Published by Forrest D. Milder on Thursday, January 1, 2015

Journal cover January 2015   Download PDF

Section 48 of the Internal Revenue Code (IRC) provides a 30 percent investment tax credit for equipment that generates electricity from (among other things) solar energy. The definitions provided in Section 48, and the additional guidance in the Internal Revenue Service’s (IRS’s) regulations, still leave many unanswered questions about precisely what equipment, and what portion of its cost, qualifies for the credit.

Back in 2011, The Current considered what portion of building components might qualify for the Section 48 credit (“Recent IRS Rulings on Building Components and Energy Credits,” September 2011). That column observed that three IRS private letter rulings (PLRs) issued between 2009 and 2011 appeared to stand for the principle that the cost of dual-use property that is energy-generating (e.g., energy-generating glass that also serves as a window) qualifies for the credit, while only a portion of the cost of dual-use property that enables other energy-generating property to work better (e.g., a reflective roof covering that improved the output of the energy generating equipment that it accompanied) qualifies.

Now, in PLR 201444025, published Oct. 31, 2014, the IRS considered what qualifies for the credit in the case of a solar energy system, i.e., an integrated assembly of equipment, not all of which generates electricity. Because PLR 201444025 had significant redactions, we must occasionally guess at the parts of the equipment that the IRS is describing. Nonetheless, remembering that a PLR is issued to only one taxpayer and it may not be relied on by others, it isn’t hard to draw some useful conclusions about how the IRS might be expected to handle similar property.
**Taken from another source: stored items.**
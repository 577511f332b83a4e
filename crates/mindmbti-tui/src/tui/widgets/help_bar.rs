// Help bar: key hints for the current screen.

use ratatui::layout::Rect;
use ratatui::style::{Color, Style};
use ratatui::text::{Line, Span};
use ratatui::widgets::Paragraph;
use ratatui::Frame;

use mindmbti_app::protocol::Screen;

use crate::tui::ViewState;

pub fn render(frame: &mut Frame, area: Rect, state: &ViewState) {
    let mut spans = Vec::new();
    for (key, action) in hints(state.screen(), state.is_typing()) {
        spans.push(Span::styled(
            format!(" {key}"),
            Style::default().fg(Color::Yellow),
        ));
        spans.push(Span::styled(
            format!(" {action} "),
            Style::default().fg(Color::Gray),
        ));
    }
    let paragraph = Paragraph::new(Line::from(spans)).style(Style::default().bg(Color::Black));
    frame.render_widget(paragraph, area);
}

/// `(key, action)` pairs for `screen`. While typing, letter shortcuts are
/// unavailable so only the non-printable keys are listed.
pub fn hints(screen: Screen, typing: bool) -> Vec<(&'static str, &'static str)> {
    let mut hints: Vec<(&'static str, &'static str)> = match screen {
        Screen::Home => vec![("↑↓", "이동"), ("Enter", "열기")],
        Screen::Login | Screen::Register => vec![("Tab", "다음 칸"), ("Enter", "제출")],
        Screen::Test => vec![
            ("1-5", "응답"),
            ("←→", "이전/다음"),
            ("s", "제출"),
        ],
        Screen::Result => vec![
            ("p", "PDF"),
            ("s", "공유 링크"),
            ("h", "기록에 저장"),
            ("d", "리포트"),
            ("c", "직무"),
            ("t", "다시 검사"),
        ],
        Screen::Report => vec![("←→", "유형"), ("Tab", "다음 칸"), ("Enter", "AI 해석")],
        Screen::Compatibility => vec![("Tab", "A/B"), ("←→", "유형"), ("Enter", "궁합 보기")],
        Screen::Career => vec![("←→", "유형"), ("Tab", "다음 칸"), ("Enter", "조회/조언")],
        Screen::Dashboard => vec![
            ("↑↓", "이동"),
            ("Enter", "보기"),
            ("a/b", "비교 선택"),
            ("c", "비교"),
        ],
        Screen::Profile => vec![("Tab", "다음 칸"), ("←→", "선택"), ("Enter", "저장")],
        Screen::Share => vec![("Enter", "열기"), ("Ctrl-P", "PDF")],
    };
    if typing {
        hints.retain(|(key, _)| key.chars().count() > 1 || !key.is_ascii());
        hints.push(("F5", "재시도"));
    } else {
        hints.push(("r", "재시도"));
        hints.push(("q", "종료"));
    }
    if screen != Screen::Home {
        hints.push(("Esc", "홈"));
    }
    hints
}

// ---------------------------------------------------------------------------
// Tests
// ---------------------------------------------------------------------------
// ---------------------------------------------------------------------------
// ViewState
// ---------------------------------------------------------------------------

/// TUI-local state that mirrors the orchestrator for rendering.
///
/// Updated incrementally via `UiUpdate` messages. The `render_frame`
/// function reads this struct to draw the current screen.
pub struct ViewState {
    pub base_url: String,
    pub route: Route,
    pub authenticated: bool,
    pub server: ServerStatus,
    /// Slots with a request in flight.
    pub loading: HashSet<RequestSlot>,
    /// Slots past the slow-hint delay.
    pub slow: HashSet<RequestSlot>,
    /// Last failure message per slot, cleared when the slot loads again.
    pub errors: HashMap<RequestSlot, String>,
    /// One-line message shown until the next key press.
    pub notice: Option<String>,
    pub confirm_quit: bool,
    /// Vertical scroll of the current screen's body.
    pub scroll: u16,

    // Home
    pub menu_index: usize,

    // Login / Register
    pub login_form: FormState,
    pub register_form: FormState,

    // Test
    pub questions: Vec<Question>,
    pub question_index: usize,
    /// Recorded answers as acknowledged by the orchestrator.
    pub answers: BTreeMap<u32, u8>,

    // Result
    pub result: Option<MbtiResult>,
    pub share_link: Option<String>,
    pub saved_to_history: bool,
    pub pdf_path: Option<PathBuf>,

    // Report
    pub report_form: FormState,
    pub basic_report: Option<BasicReport>,
    pub ai_report: Option<AiReport>,

    // Compatibility
    pub compat_form: FormState,
    pub compatibility: Option<Compatibility>,

    // Career
    pub career_form: FormState,
    pub career_match: Option<CareerMatch>,
    pub career_advice: Option<CareerAdvice>,

    // Dashboard
    pub history: Vec<HistoryRecord>,
    pub history_index: usize,
    pub compare_a: Option<String>,
    pub compare_b: Option<String>,
    pub comparison: Option<Comparison>,

    // Profile
    pub profile: Option<Profile>,
    pub profile_form: FormState,

    // Share
    pub share_form: FormState,
    pub shared: Option<SharedResult>,
}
In the PLR, the taxpayer provided solar equipment with other equipment, all attached to or included in what appears to be a kind of housing. Each system included a broad base and it held operational components, including wiring, conversion equipment, control equipment and energy storage batteries. The base added stability to the system, preventing it from blowing over. The system also included locking doors that added security and facilitated maintenance.
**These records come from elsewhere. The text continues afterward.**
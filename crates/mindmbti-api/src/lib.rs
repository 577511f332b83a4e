// Typed HTTP client for the MindMBTI backend.

pub mod cancel;
pub mod client;
pub mod error;
pub mod models;

pub use cancel::CancelToken;
pub use client::{ApiClient, ClientBuildError};
pub use error::ApiError;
The systems were each custom designed for their particular use. Different technologies (particularly thin film solar and flat solar panels) were used, sometimes together. The facilities to which the energy-generating equipment is attached, or in which it is housed, were also custom designed and were not suitable for uses other than supporting the solar generation equipment. Each was specially suited to meet the energy collection, conversion, production needs and grid transmission (if applicable) of the accompanying solar equipment. The only energy source in each system was solar. The taxpayer only sells complete units; it does not sell the separate components. Although the significant redaction of the letter ruling makes it impossible to be certain, it appears that the IRS acknowledged that the cost to produce these units is much greater than the cost to produce “ordinary” energy-generating equipment.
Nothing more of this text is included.